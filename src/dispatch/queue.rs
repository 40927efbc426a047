//! Worker queue seam.
//!
//! Submissions are fire-and-forget: the caller enqueues a message and
//! observes completion through batch state in the store, never through a
//! reply channel.

use async_trait::async_trait;
use parking_lot::Mutex;
use tracing::debug;

use crate::error::Result;

use super::message::BatchMessage;

/// Hands batch submissions to the worker side.
#[async_trait]
pub trait WorkerQueue: Send + Sync {
    async fn submit(&self, message: &BatchMessage) -> Result<()>;
}

/// In-process queue backed by a Vec; tests drain it with [`pop`].
///
/// [`pop`]: MemoryWorkerQueue::pop
#[derive(Debug, Default)]
pub struct MemoryWorkerQueue {
    messages: Mutex<Vec<BatchMessage>>,
}

impl MemoryWorkerQueue {
    pub fn new() -> Self {
        Self::default()
    }

    /// Take the oldest pending message, if any.
    pub fn pop(&self) -> Option<BatchMessage> {
        let mut messages = self.messages.lock();
        if messages.is_empty() {
            None
        } else {
            Some(messages.remove(0))
        }
    }

    pub fn len(&self) -> usize {
        self.messages.lock().len()
    }

    pub fn is_empty(&self) -> bool {
        self.messages.lock().is_empty()
    }
}

#[async_trait]
impl WorkerQueue for MemoryWorkerQueue {
    async fn submit(&self, message: &BatchMessage) -> Result<()> {
        debug!(
            queue = message.queue_name(),
            batch_id = message.batch_id,
            attempt = message.attempt,
            "message enqueued"
        );
        self.messages.lock().push(message.clone());
        Ok(())
    }
}

#[cfg(test)]
mod tests {
    use super::*;

    #[tokio::test]
    async fn submit_then_pop_is_fifo() {
        let queue = MemoryWorkerQueue::new();
        let first = BatchMessage::new(vec![], "p".into(), "e".into(), "plate".into(), 0);
        let second = BatchMessage::new(vec![], "p".into(), "e".into(), "plate".into(), 1);
        queue.submit(&first).await.unwrap();
        queue.submit(&second).await.unwrap();
        assert_eq!(queue.len(), 2);
        assert_eq!(queue.pop().unwrap().batch_id, 0);
        assert_eq!(queue.pop().unwrap().batch_id, 1);
        assert!(queue.pop().is_none());
    }
}
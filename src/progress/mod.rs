//! # Progress Aggregation
//!
//! Answers "how far along is this experiment" by overlaying recorded
//! batch coverage onto the full site grid. Every site starts at 0; a site
//! flips to 1 when some batch recorded it. Failed and terminated batches
//! contribute nothing by construction: result recording only happens
//! after a successful upload, so they never have site rows.

use std::collections::{BTreeMap, HashMap};
use std::sync::Arc;

use serde::Serialize;
use tracing::debug;

use crate::error::{PlateflowError, Result};
use crate::store::{BatchStore, CatalogStore};

/// Per-site completion for one experiment.
///
/// Wells and site indices are ordered maps so serialized status reads the
/// same way the plate does.
#[derive(Debug, Clone, Serialize)]
pub struct ExperimentStatus {
    /// well name -> site index -> 0 (pending) or 1 (finished).
    pub wells: BTreeMap<String, BTreeMap<i64, u8>>,
    pub total_sites: i64,
    pub finished_sites: i64,
}

impl ExperimentStatus {
    pub fn percent_complete(&self) -> f64 {
        if self.total_sites == 0 {
            0.0
        } else {
            100.0 * self.finished_sites as f64 / self.total_sites as f64
        }
    }

    pub fn is_complete(&self) -> bool {
        self.finished_sites == self.total_sites
    }
}

/// Computes experiment status from injected store handles.
pub struct ProgressAggregator {
    catalog: Arc<dyn CatalogStore>,
    batches: Arc<dyn BatchStore>,
}

impl ProgressAggregator {
    pub fn new(catalog: Arc<dyn CatalogStore>, batches: Arc<dyn BatchStore>) -> Self {
        Self { catalog, batches }
    }

    /// Build the completion map for one experiment. Fails with `NoSites`
    /// for an experiment whose grid was never ingested, which callers
    /// surface instead of reporting a hollow 100%.
    pub async fn compute_status(&self, experiment_id: i64) -> Result<ExperimentStatus> {
        let sites = self.catalog.list_sites(experiment_id).await?;
        if sites.is_empty() {
            return Err(PlateflowError::NoSites { experiment_id });
        }

        let mut wells: BTreeMap<String, BTreeMap<i64, u8>> = BTreeMap::new();
        let mut by_site_id: HashMap<i64, (String, i64)> = HashMap::with_capacity(sites.len());
        for (site, well_name) in &sites {
            wells
                .entry(well_name.clone())
                .or_default()
                .insert(site.site_index, 0);
            by_site_id.insert(site.id, (well_name.clone(), site.site_index));
        }

        for batch in self.batches.list_batches(experiment_id).await? {
            for batch_site in self.batches.list_batch_sites(batch.id).await? {
                if let Some((well_name, site_index)) = by_site_id.get(&batch_site.site_id) {
                    if let Some(slot) = wells
                        .get_mut(well_name)
                        .and_then(|sites| sites.get_mut(site_index))
                    {
                        *slot = 1;
                    }
                }
            }
        }

        // Count through the name-keyed map, not the raw site rows: a well
        // seeded twice (same name, different cell line) contributes one
        // set of site slots, and the denominator has to match them.
        let total_sites = wells.values().map(|sites| sites.len() as i64).sum();
        let finished_sites = wells
            .values()
            .flat_map(|sites| sites.values())
            .filter(|&&done| done == 1)
            .count() as i64;
        debug!(experiment_id, finished_sites, total_sites, "status computed");

        Ok(ExperimentStatus {
            wells,
            total_sites,
            finished_sites,
        })
    }
}

#[cfg(test)]
mod tests {
    use super::*;

    use crate::batch::BatchTracker;
    use crate::catalog::test_support::experiment_spec;
    use crate::catalog::ExperimentCatalog;
    use crate::store::{FileRef, MemoryStore, WellSiteRef};

    struct Fixture {
        aggregator: ProgressAggregator,
        tracker: BatchTracker,
        store: Arc<MemoryStore>,
        experiment_id: i64,
    }

    async fn fixture(wells: &[&str], counts: (i32, i32, i32, i32)) -> Fixture {
        let store = Arc::new(MemoryStore::new());
        let catalog = ExperimentCatalog::new(store.clone());
        catalog.seed_reference_data().await.unwrap();
        let experiment = catalog
            .create_experiment(&experiment_spec(wells, counts))
            .await
            .unwrap();
        Fixture {
            aggregator: ProgressAggregator::new(store.clone(), store.clone()),
            tracker: BatchTracker::new(store.clone(), store.clone()),
            store,
            experiment_id: experiment.id,
        }
    }

    async fn finish_batch(f: &Fixture, batch_id: i64, covered: &[(&str, i64)]) {
        f.tracker
            .register_batch(f.experiment_id, batch_id)
            .await
            .unwrap();
        f.tracker
            .mark_processing(f.experiment_id, batch_id)
            .await
            .unwrap();
        f.tracker
            .mark_uploading(f.experiment_id, batch_id)
            .await
            .unwrap();
        let well_sites: Vec<WellSiteRef> = covered
            .iter()
            .map(|(well, site)| WellSiteRef {
                well: well.to_string(),
                site: *site,
            })
            .collect();
        let files = vec![FileRef {
            filename: format!("batch_{batch_id}.csv"),
            storage_path: format!("results/batch_{batch_id}.csv"),
        }];
        f.tracker
            .record_result_files(f.experiment_id, batch_id, &files, &well_sites)
            .await
            .unwrap();
        f.tracker
            .mark_done(f.experiment_id, batch_id)
            .await
            .unwrap();
    }

    #[tokio::test]
    async fn all_sites_finished_across_two_wells() {
        let f = fixture(&["B03", "C07"], (3, 1, 1, 1)).await;
        finish_batch(&f, 0, &[("B03", 1), ("B03", 2), ("B03", 3)]).await;
        finish_batch(&f, 1, &[("C07", 1), ("C07", 2), ("C07", 3)]).await;

        let status = f.aggregator.compute_status(f.experiment_id).await.unwrap();
        assert_eq!(status.total_sites, 6);
        assert_eq!(status.finished_sites, 6);
        assert!(status.is_complete());
        assert_eq!(status.wells["B03"][&2], 1);
        assert!((status.percent_complete() - 100.0).abs() < f64::EPSILON);
    }

    #[tokio::test]
    async fn failed_batches_contribute_nothing() {
        let f = fixture(&["B03"], (2, 1, 1, 1)).await;
        finish_batch(&f, 0, &[("B03", 1)]).await;

        // Second batch dies mid-processing.
        f.tracker.register_batch(f.experiment_id, 1).await.unwrap();
        f.tracker.mark_processing(f.experiment_id, 1).await.unwrap();
        f.tracker.mark_failed(f.experiment_id, 1, 1).await.unwrap();

        let status = f.aggregator.compute_status(f.experiment_id).await.unwrap();
        assert_eq!(status.total_sites, 2);
        assert_eq!(status.finished_sites, 1);
        assert_eq!(status.wells["B03"][&1], 1);
        assert_eq!(status.wells["B03"][&2], 0);
        assert!((status.percent_complete() - 50.0).abs() < f64::EPSILON);
    }

    #[tokio::test]
    async fn grid_sites_map_onto_linear_indices() {
        let f = fixture(&["B03"], (2, 2, 1, 1)).await;
        finish_batch(&f, 0, &[("B03", 1), ("B03", 2), ("B03", 3), ("B03", 4)]).await;

        let status = f.aggregator.compute_status(f.experiment_id).await.unwrap();
        assert_eq!(status.total_sites, 4);
        assert_eq!(status.finished_sites, 4);
        let sites = &status.wells["B03"];
        assert_eq!(sites.keys().copied().collect::<Vec<_>>(), vec![1, 2, 3, 4]);
    }

    #[tokio::test]
    async fn well_seeded_twice_still_reaches_completion() {
        let f = fixture(&["B03"], (2, 1, 1, 1)).await;

        // Seed the same well a second time under a different cell line,
        // with its own site rows (discouraged, not forbidden).
        let (experiment_well, well) = f
            .store
            .list_experiment_wells(f.experiment_id)
            .await
            .unwrap()
            .into_iter()
            .next()
            .unwrap();
        assert_eq!(well.name, "B03");
        let duplicate = f
            .store
            .find_or_create_experiment_well(f.experiment_id, well.id, Some("other-line"))
            .await
            .unwrap();
        assert_ne!(duplicate.id, experiment_well.id);
        for site_index in 1..=2 {
            f.store
                .find_or_create_site(duplicate.id, site_index, site_index - 1, 0, 0, 0)
                .await
                .unwrap();
        }

        finish_batch(&f, 0, &[("B03", 1), ("B03", 2)]).await;

        let status = f.aggregator.compute_status(f.experiment_id).await.unwrap();
        assert_eq!(status.total_sites, 2);
        assert_eq!(status.finished_sites, 2);
        assert!(status.is_complete());
    }

    #[tokio::test]
    async fn experiment_without_sites_is_an_error() {
        let store = Arc::new(MemoryStore::new());
        let aggregator = ProgressAggregator::new(store.clone(), store);
        let err = aggregator.compute_status(42).await.unwrap_err();
        assert!(matches!(err, PlateflowError::NoSites { experiment_id: 42 }));
    }
}
//! # Error Types
//!
//! Structured error taxonomy for the coordination core, using thiserror
//! enums instead of `Box<dyn Error>` patterns.
//!
//! The taxonomy follows the system's failure semantics: validation failures
//! are always fatal to the triggering call, an out-of-memory worker exit is
//! the only retryable worker failure, and merge failures are caught at the
//! merge boundary instead of propagating out of the background task.

use thiserror::Error;

use crate::constants::OOM_EXIT_CODE;

/// Crate-wide error type covering every component boundary.
#[derive(Error, Debug)]
pub enum PlateflowError {
    /// Bad input that no retry can fix: unknown reference data, malformed
    /// image filenames, grid spec violations.
    #[error("validation error: {0}")]
    Validation(String),

    /// Grid spacing declared in a unit the catalog does not accept.
    #[error("unsupported unit for {axis} spacing: {unit:?} (expected {expected:?})")]
    UnsupportedUnit {
        axis: char,
        unit: String,
        expected: &'static str,
    },

    /// A linear site index outside `[1, nx*ny*nz*nt]`.
    #[error("site index {site_index} out of range 1..={max}")]
    SiteOutOfRange { site_index: i64, max: i64 },

    /// A `(experiment, batch id)` pair that already exists.
    #[error("batch {batch_id} already registered for experiment {experiment_id}")]
    DuplicateBatch { experiment_id: i64, batch_id: i64 },

    /// A lifecycle call made out of order, e.g. `mark_done` on a batch that
    /// never entered `processing`.
    #[error("invalid batch transition: {from} -> {to} (batch {batch_id})")]
    InvalidTransition {
        batch_id: i64,
        from: String,
        to: String,
    },

    /// Worker exited with the out-of-memory sentinel; retryable with a
    /// fresh batch id.
    #[error("worker ran out of memory on batch {batch_id} (attempt {attempt})")]
    TransientWorker { batch_id: i64, attempt: u32 },

    /// Worker exited nonzero with anything other than the OOM sentinel; not
    /// retried.
    #[error("worker failed on batch {batch_id} with exit code {exit_code}")]
    WorkerFailed { batch_id: i64, exit_code: i32 },

    /// Any failure inside the result-merging stage. Callers at the merge
    /// boundary convert this into a no-result instead of crashing.
    #[error("merge error: {0}")]
    Merge(String),

    /// Persistent store failure (query, connection, constraint).
    #[error("store error: {operation}: {message}")]
    Store { operation: String, message: String },

    /// Object storage failure (bucket, upload, download).
    #[error("object storage error: {operation}: {message}")]
    Storage { operation: String, message: String },

    /// Worker queue failure (enqueue, serialization).
    #[error("queue error: {0}")]
    Queue(String),

    /// Operator-initiated cancellation observed mid-batch. The batch is
    /// recorded as terminated before this is returned.
    #[error("batch {batch_id} terminated by cancellation")]
    Cancelled { batch_id: i64 },

    /// Progress requested for an experiment with no sites.
    #[error("experiment {experiment_id} has no sites")]
    NoSites { experiment_id: i64 },

    #[error("configuration error: {0}")]
    Configuration(String),
}

impl PlateflowError {
    /// Shorthand for store failures wrapping an underlying driver error.
    pub fn store(operation: impl Into<String>, err: impl std::fmt::Display) -> Self {
        Self::Store {
            operation: operation.into(),
            message: err.to_string(),
        }
    }

    /// Shorthand for object storage failures.
    pub fn storage(operation: impl Into<String>, err: impl std::fmt::Display) -> Self {
        Self::Storage {
            operation: operation.into(),
            message: err.to_string(),
        }
    }

    /// Classify a nonzero worker exit code into the retryable/fatal split.
    pub fn from_worker_exit(batch_id: i64, exit_code: i32, attempt: u32) -> Self {
        if exit_code == OOM_EXIT_CODE {
            Self::TransientWorker { batch_id, attempt }
        } else {
            Self::WorkerFailed {
                batch_id,
                exit_code,
            }
        }
    }

    /// True when the dispatcher may resubmit under a fresh batch id.
    pub fn is_retryable(&self) -> bool {
        matches!(self, Self::TransientWorker { .. })
    }
}

impl From<sqlx::Error> for PlateflowError {
    fn from(err: sqlx::Error) -> Self {
        Self::store("sqlx", err)
    }
}

pub type Result<T> = std::result::Result<T, PlateflowError>;

#[cfg(test)]
mod tests {
    use super::*;

    #[test]
    fn oom_exit_is_retryable() {
        let err = PlateflowError::from_worker_exit(7, 137, 0);
        assert!(err.is_retryable());
        assert!(matches!(
            err,
            PlateflowError::TransientWorker {
                batch_id: 7,
                attempt: 0
            }
        ));
    }

    #[test]
    fn other_nonzero_exit_is_fatal() {
        let err = PlateflowError::from_worker_exit(7, 1, 2);
        assert!(!err.is_retryable());
        assert!(matches!(
            err,
            PlateflowError::WorkerFailed {
                batch_id: 7,
                exit_code: 1
            }
        ));
    }
}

WHAT YOU NEED TO DO – Copy out the lines above exactly, beginning at the one that contains "core, using thiserror" and ending at the one that contains "caught at the".

THE COMPLETED TASK –
//! Structured error taxonomy for the coordination core, using thiserror
//! enums instead of `Box<dyn Error>` patterns.
//!
//! The taxonomy follows the system's failure semantics: validation failures
//! are always fatal to the triggering call, an out-of-memory worker exit is
//! the only retryable worker failure, and merge failures are caught at the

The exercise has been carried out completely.